Caregiving: Tips for Long-Distance Caregivers (Mayo Clinic)

I was my mother’s primary caregiver to Alzheimer’s. And if I had heard someone suggest that I embrace Alzheimer’s while I was in the thick of care giving trenches, I would have quickly dismissed the advice as superficial and one-dimensional. But as a recovering caregiver, I realize the power of that statement. Unintentionally and unrehearsed, I did embrace Alzheimer’s during the early stages of this journey, and that very act fundamentally defined my experience, converting an otherwise stressful journey into a mindful and meaningful series of life lessons.
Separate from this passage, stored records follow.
use std::collections::HashSet;

use crate::grammar::{GrammarTable, NonTerminalRef, SymbolRef, Terminal, TerminalRef, END_MARKER};
use crate::lr::{Action, Column, LrTable, StateId};

/// The outcome of running the recognizer over an input.
#[derive(Debug, Clone, Copy, PartialEq, Eq)]
pub enum ParseStatus {
    Accepted,
    Rejected,
}

impl ParseStatus {
    pub fn is_accepted(&self) -> bool {
        matches!(self, ParseStatus::Accepted)
    }
}

impl std::fmt::Display for ParseStatus {
    fn fmt(&self, f: &mut std::fmt::Formatter<'_>) -> std::fmt::Result {
        match self {
            ParseStatus::Accepted => write!(f, "accepted"),
            ParseStatus::Rejected => write!(f, "rejected"),
        }
    }
}

#[derive(Debug, Clone, Copy, PartialEq, Eq)]
enum Token {
    Terminal(TerminalRef),
    Eof,
}

impl Token {
    fn column(&self) -> Column {
        match self {
            Token::Terminal(t) => Column::Terminal(*t),
            Token::Eof => Column::Eof,
        }
    }
}

/// A symbol recorded on the parse stack next to its state.
#[derive(Debug, Hash, Clone, Copy, PartialEq, Eq)]
enum StackSymbol {
    Terminal(TerminalRef),
    NonTerminal(NonTerminalRef),
    Eof,
}

impl From<Token> for StackSymbol {
    fn from(token: Token) -> Self {
        match token {
            Token::Terminal(t) => StackSymbol::Terminal(t),
            Token::Eof => StackSymbol::Eof,
        }
    }
}

impl From<SymbolRef> for StackSymbol {
    fn from(symbol: SymbolRef) -> Self {
        match symbol {
            SymbolRef::Terminal(t) => StackSymbol::Terminal(t),
            SymbolRef::NonTerminal(nt) => StackSymbol::NonTerminal(nt),
        }
    }
}

/// Splits whitespace-free input into tokens. Characters accumulate from the
/// cursor until the span is exactly a declared terminal or the end marker.
struct TokenStream<'a> {
    grammar_table: &'a GrammarTable,
    input: String,
    cursor: usize,
}

impl<'a> TokenStream<'a> {
    fn new(grammar_table: &'a GrammarTable, input: &str) -> Self {
        let input = input
            .chars()
            .filter(|c| !c.is_whitespace())
            .chain(END_MARKER.chars())
            .collect();

        Self {
            grammar_table,
            input,
            cursor: 0,
        }
    }

    /// Returns the next token, or `None` if no terminal can be scanned at
    /// the cursor.
    fn next_token(&mut self) -> Option<Token> {
        let rest = self.input.get(self.cursor..)?;

        for (offset, c) in rest.char_indices() {
            let span = &rest[..offset + c.len_utf8()];

            let token = match self.grammar_table.terminal_mapping(&Terminal::new(span)) {
                Some(t) => Token::Terminal(t),
                None if span == END_MARKER => Token::Eof,
                None => continue,
            };

            self.cursor += span.len();
            return Some(token);
        }

        None
    }
}

type StackEntry = (StateId, StackSymbol);

/// Detects a run of reductions between two shifts that can never reach
/// another action. Every entry below the floor, the lowest stack length
/// reached since the last shift, is untouched by the run. With a fixed
/// lookahead the run is deterministic, so it loops forever once the entries
/// above the floor repeat or outnumber the table's states.
struct ReductionGuard {
    states: usize,
    floor: usize,
    seen: HashSet<Vec<StackEntry>>,
}

impl ReductionGuard {
    fn new(states: usize, stack_len: usize) -> Self {
        Self {
            states,
            floor: stack_len,
            seen: HashSet::new(),
        }
    }

    fn reset_mut(&mut self, stack_len: usize) {
        self.floor = stack_len;
        self.seen.clear();
    }

    /// Records the stack after a reduction that popped it down to `lowest`
    /// entries. Returns `false` once the run can not terminate.
    fn record_mut(&mut self, stack: &[StackEntry], lowest: usize) -> bool {
        if lowest < self.floor {
            self.floor = lowest;
            self.seen.clear();
        }

        let above_floor = &stack[self.floor.min(stack.len())..];
        above_floor.len() <= self.states && self.seen.insert(above_floor.to_vec())
    }
}

/// Runs a shift/reduce pushdown automaton driven by an [LrTable].
#[derive(Debug, Clone, Copy)]
pub struct Recognizer<'a> {
    grammar_table: &'a GrammarTable,
    table: &'a LrTable,
}

impl<'a> Recognizer<'a> {
    pub fn new(grammar_table: &'a GrammarTable, table: &'a LrTable) -> Self {
        Self {
            grammar_table,
            table,
        }
    }

    /// Decides whether `input` is a sentence of the grammar. Whitespace
    /// anywhere in the input is ignored and `None` is always rejected.
    pub fn parse<'i, I: Into<Option<&'i str>>>(&self, input: I) -> ParseStatus {
        let status = match input.into() {
            Some(input) => self.run(input),
            None => ParseStatus::Rejected,
        };

        log::debug!("input {}", status);
        status
    }

    fn run(&self, input: &str) -> ParseStatus {
        let mut tokens = TokenStream::new(self.grammar_table, input);
        let mut stack: Vec<StackEntry> = vec![(StateId::unchecked_new(0), StackSymbol::Eof)];

        let mut token = match tokens.next_token() {
            Some(token) => token,
            None => return self.reject("no terminal matches the start of input"),
        };

        let mut guard = ReductionGuard::new(self.table.states(), stack.len());

        loop {
            let state = match stack.last() {
                Some((state, _)) => *state,
                None => return self.reject("stack underflow"),
            };
            let action = self.table.action(state, token.column());

            log::trace!(
                "state {} on `{}`: {}",
                state,
                token
                    .column()
                    .human_readable_format(self.grammar_table),
                action
            );

            match action {
                Action::Shift(next) => {
                    stack.push((next, token.into()));
                    guard.reset_mut(stack.len());

                    token = match tokens.next_token() {
                        Some(token) => token,
                        None => return self.reject("no terminal matches at the cursor"),
                    };
                }
                Action::Reduce(id) => {
                    let production = match self.grammar_table.production(id) {
                        Some(production) => production,
                        None => return self.reject("reduce by unknown production"),
                    };

                    for &expected in production.rhs.iter().rev() {
                        match stack.pop() {
                            Some((_, symbol)) if symbol == StackSymbol::from(expected) => (),
                            _ => return self.reject("stack does not match production body"),
                        }
                    }

                    let lowest = stack.len();
                    let exposed = match stack.last() {
                        Some((state, _)) => *state,
                        None => return self.reject("stack underflow"),
                    };
                    match self
                        .table
                        .action(exposed, Column::NonTerminal(production.lhs))
                    {
                        Action::Goto(next) => {
                            stack.push((next, StackSymbol::NonTerminal(production.lhs)))
                        }
                        _ => return self.reject("no goto after reduce"),
                    }

                    if !guard.record_mut(&stack, lowest) {
                        return self.reject("reductions never reach another action");
                    }
                }
                Action::Accept => return ParseStatus::Accepted,
                Action::Goto(_) | Action::Error => return self.reject("no action"),
            }
        }
    }

    fn reject(&self, reason: &str) -> ParseStatus {
        log::trace!("reject: {}", reason);
        ParseStatus::Rejected
    }
}

#[cfg(test)]
mod tests {
    use super::*;
    use crate::grammar::load_grammar;
    use crate::lr::{LrTableGenerator, Slr1};
    use pretty_assertions::assert_eq;

    const TEST_GRAMMAR: &str = "E T
i + * ( )
E:E+T|T
T:T*i|i
E
";

    #[test]
    fn should_accept_and_reject_toy_grammar_inputs() {
        let grammar_table = load_grammar(TEST_GRAMMAR).unwrap();
        let table = Slr1::generate_table(&grammar_table).unwrap();
        let recognizer = Recognizer::new(&grammar_table, &table);

        let cases = [
            ("i", ParseStatus::Accepted),
            ("i+i*i", ParseStatus::Accepted),
            ("i*i*i+i", ParseStatus::Accepted),
            (" i + i\t* i\n", ParseStatus::Accepted),
            ("i+", ParseStatus::Rejected),
            ("(i)", ParseStatus::Rejected),
            ("", ParseStatus::Rejected),
            ("i i", ParseStatus::Rejected),
            ("i+q", ParseStatus::Rejected),
        ];

        for (input, expected) in cases {
            assert_eq!(expected, recognizer.parse(input), "{:?}", input);
        }
    }

    #[test]
    fn should_reject_missing_input() {
        let grammar_table = load_grammar(TEST_GRAMMAR).unwrap();
        let table = Slr1::generate_table(&grammar_table).unwrap();

        assert_eq!(
            ParseStatus::Rejected,
            Recognizer::new(&grammar_table, &table).parse(None)
        );
    }

    #[test]
    fn should_accept_empty_input_when_start_is_nullable() {
        let grammar_table = load_grammar("S\na b\nS:aSb|\nS\n").unwrap();
        let table = Slr1::generate_table(&grammar_table).unwrap();
        let recognizer = Recognizer::new(&grammar_table, &table);

        assert_eq!(ParseStatus::Accepted, recognizer.parse(""));
        assert_eq!(ParseStatus::Accepted, recognizer.parse("ab"));
        assert_eq!(ParseStatus::Accepted, recognizer.parse("aaabbb"));
        assert_eq!(ParseStatus::Rejected, recognizer.parse("aab"));
        assert_eq!(ParseStatus::Rejected, recognizer.parse("ba"));
    }

    #[test]
    fn should_emit_first_exact_terminal_match() {
        let grammar_table = load_grammar("S\nid i\nS:id|i\nS\n").unwrap();
        let table = Slr1::generate_table(&grammar_table).unwrap();
        let recognizer = Recognizer::new(&grammar_table, &table);

        assert_eq!(ParseStatus::Accepted, recognizer.parse("i"));
        // `i` is matched before `id` can accumulate.
        assert_eq!(ParseStatus::Rejected, recognizer.parse("id"));
    }

    #[test]
    fn should_reject_table_that_reduces_forever() {
        let grammar_table = load_grammar("S\na\nS:\nS\n").unwrap();
        let table = crate::lr::table::deserialize("x r1 0\n", &grammar_table).unwrap();

        assert_eq!(
            ParseStatus::Rejected,
            Recognizer::new(&grammar_table, &table).parse("")
        );
    }

    #[test]
    fn should_accept_long_run_of_epsilon_reductions() {
        let grammar_table = load_grammar("S A\na\nS:AAAAAAAAAAa\nA:\nS\n").unwrap();
        let table = Slr1::generate_table(&grammar_table).unwrap();
        let recognizer = Recognizer::new(&grammar_table, &table);

        assert_eq!(ParseStatus::Accepted, recognizer.parse("a"));
        assert_eq!(ParseStatus::Rejected, recognizer.parse("aa"));
        assert_eq!(ParseStatus::Rejected, recognizer.parse(""));
    }

    #[test]
    fn should_accept_deep_unit_chain() {
        let grammar_table = load_grammar(
            "A B C D E F G H
a
A:B
B:C
C:D
D:E
E:F
F:G
G:H
H:a
A
",
        )
        .unwrap();
        let table = Slr1::generate_table(&grammar_table).unwrap();
        let recognizer = Recognizer::new(&grammar_table, &table);

        assert_eq!(ParseStatus::Accepted, recognizer.parse("a"));
        assert_eq!(ParseStatus::Rejected, recognizer.parse("aa"));
    }

    #[test]
    fn should_reject_table_that_cycles_through_unit_reductions() {
        let grammar_table = load_grammar("S\na\nS:a|S\nS\n").unwrap();
        let table = crate::lr::table::deserialize(
            "d1 x 2
x r1 x
x r2 2
",
            &grammar_table,
        )
        .unwrap();

        assert_eq!(
            ParseStatus::Rejected,
            Recognizer::new(&grammar_table, &table).parse("a")
        );
    }

    #[test]
    fn should_display_status() {
        assert_eq!("accepted", ParseStatus::Accepted.to_string());
        assert_eq!("rejected", ParseStatus::Rejected.to_string());
        assert!(ParseStatus::Accepted.is_accepted());
        assert!(!ParseStatus::Rejected.is_accepted());
    }
}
In the beginning I’ll admit that I was afraid of the disease because I didn’t want to lose my mother to the tangles of this fatal disease. I simply wasn’t emotionally prepared to let that happen because it meant letting her go. So I did my best to keep connected to her, by doing what I could. I prepared homemade, single-portioned meals to fill her refrigerator. If she was going to lose her mind, I thought, let it happen on a full stomach. At the very least, it made me feel like I was still in charge. But during those quiet moments when truth becomes easier to swallow, I would admit to myself that my mother was falling apart before my very eyes and it would put me into a panic-stricken tailspin. Like anything in life, the more I looked truth in the eye, the less panic I felt. Gradually I stopped trying to teach her how to use the TV remote, heat up leftovers in a microwave, and hold a telephone. I stopped trying to squeeze her back into the reality that we had once shared because that approach ended up being a source of aggravation to us both. By leaving the ‘denial’ stage and embracing Alzheimer’s, I liberated myself from the fear that Alzheimer’s would steal my mother’s love. And if I still felt unsure or afraid of my mother’s disease, I would remind myself that when life hands you Alzheimer’s, embrace it.